With over a 90% failure rate in business, it’s hard for me to believe there’s not a slew of people out there feeling desperate…and scared that they’re about to “lose everything”.

First, if you are one of them, I want to say that I am truly sorry you are going through this. It’s no fun. It hurts. It’s scary. BUT, my goal by the end of this article is to give you a little glimmer of hope.

I’ve lost it all. Well, almost. I’ve never lost my kids and for that I’m eternally grateful. I’ve lost my 1st marriage, my home, my job, my health, my ability to walk, my friends, and for a time-I felt like I lost my sanity. 

I won’t share too much of my story other than that (unless you want to hire me as a speaker…) Let’s just say I learned a few things.

The first thing I want you to do is-breathe. Seriously. Take a deep breath to calm the cortisol.
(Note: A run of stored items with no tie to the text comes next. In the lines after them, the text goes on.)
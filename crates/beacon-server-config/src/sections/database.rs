// Copyright (c) 2025 Geoffrey Huntley <ghuntley@ghuntley.com>. All rights reserved.
// SPDX-License-Identifier: Proprietary

//! Database configuration.

use serde::Deserialize;

/// Database configuration (runtime, fully resolved).
#[derive(Debug, Clone)]
pub struct DatabaseConfig {
	pub url: String,
}

impl Default for DatabaseConfig {
	fn default() -> Self {
		Self {
			url: "sqlite:./beacon.db".to_string(),
		}
	}
}

/// Database configuration layer (partial, for merging).
#[derive(Debug, Clone, Default, Deserialize)]
pub struct DatabaseConfigLayer {
	#[serde(default)]
	pub url: Option<String>,
}

impl DatabaseConfigLayer {
	pub fn merge(&mut self, other: DatabaseConfigLayer) {
		if other.url.is_some() {
			self.url = other.url;
		}
	}

	pub fn finalize(self) -> DatabaseConfig {
		DatabaseConfig {
			url: self.url.unwrap_or_else(|| "sqlite:./beacon.db".to_string()),
		}
	}
}

#[cfg(test)]
mod tests {
	use super::*;

	#[test]
	fn test_default_url() {
		let config = DatabaseConfigLayer::default().finalize();
		assert_eq!(config.url, "sqlite:./beacon.db");
	}

	#[test]
	fn test_custom_url() {
		let layer = DatabaseConfigLayer {
			url: Some("sqlite:/var/lib/beacon/data.db".to_string()),
		};
		let config = layer.finalize();
		assert_eq!(config.url, "sqlite:/var/lib/beacon/data.db");
	}
}
// Copyright (c) 2025 Geoffrey Huntley <ghuntley@ghuntley.com>. All rights reserved.
// SPDX-License-Identifier: Proprietary

//! Error types for the analytics core.

use thiserror::Error;

/// Errors that can occur in the analytics core.
#[derive(Debug, Error)]
pub enum AnalyticsError {
	/// Invalid period kind string
	#[error("invalid period kind: {0}")]
	InvalidPeriodKind(String),

	/// Invalid device class string
	#[error("invalid device class: {0}")]
	InvalidDeviceClass(String),
}
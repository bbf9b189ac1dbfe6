// Copyright (c) 2025 Geoffrey Huntley <ghuntley@ghuntley.com>. All rights
// reserved. SPDX-License-Identifier: Proprietary

//! Aggregation trigger HTTP handler.

use axum::{
	extract::{Query, State},
	response::IntoResponse,
};
use serde::Deserialize;

use beacon_server_analytics::trigger_aggregation_impl;

use crate::api::AppState;

#[derive(Debug, Deserialize)]
pub struct AggregateParams {
	pub period_type: Option<String>,
}

/// POST /analytics/aggregate - run one aggregation pass synchronously.
///
/// The scheduled jobs call the same engine; this endpoint serves ad-hoc
/// triggers and tests.
#[tracing::instrument(skip(state))]
pub async fn trigger_aggregation(
	State(state): State<AppState>,
	Query(params): Query<AggregateParams>,
) -> impl IntoResponse {
	trigger_aggregation_impl(state.analytics_state.clone(), params.period_type).await
}
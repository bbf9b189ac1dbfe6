// Copyright (c) 2025 Geoffrey Huntley <ghuntley@ghuntley.com>. All rights reserved.
// SPDX-License-Identifier: Proprietary

//! Error types for the analytics server.

use thiserror::Error;

/// Errors that can occur in the analytics server.
#[derive(Debug, Error)]
pub enum AnalyticsServerError {
	/// Database error
	#[error("database error: {0}")]
	Database(#[from] sqlx::Error),

	/// A custom date range was requested without both bounds
	#[error("start_date and end_date are required for a custom range")]
	MissingDateRange,

	/// An explicit date bound could not be parsed
	#[error("invalid date format: {0}")]
	InvalidDateFormat(String),

	/// Unknown sort field requested
	#[error("invalid sort field: {0}")]
	InvalidSortField(String),

	/// Unknown sort order requested
	#[error("invalid sort order: {0}")]
	InvalidSortOrder(String),

	/// Invalid row data read back from storage
	#[error("invalid data: {0}")]
	InvalidData(String),

	/// JSON serialization error
	#[error("json error: {0}")]
	Json(#[from] serde_json::Error),

	/// Core error
	#[error("analytics core error: {0}")]
	Core(#[from] beacon_analytics_core::AnalyticsError),
}

/// Result type for analytics server operations.
pub type Result<T> = std::result::Result<T, AnalyticsServerError>;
Then take stock in what you DO have.

-Do you have your health? Do your legs work? Your hands? Your mind? If so, you’ll be able to work no matter what-even if it’s for very low pay. (We’ll get to that in a bit.) This is a good thing, as there are people out there right now who literally can’t. (I was one of them.) If you can’t-it’s ok. We’ll talk about that later, too.

-Do you have anyone in your life you can be honest with? Anyone at all? If so, you’re going to make “an appt” to tell them everything. I mean EVERYTHING. You can warn them beforehand. Just say something like, “I’ve been going through some things lately, and I really need someone to talk to. You came to mind and I was wondering if we could meet for (drink, dinner, etc.). I’ll be honest, it’ll be a little of an offloading session, but I need someone to know what’s going on with me.” Then do it. If you are nervous, make a list of the things that are going on that you can refer to.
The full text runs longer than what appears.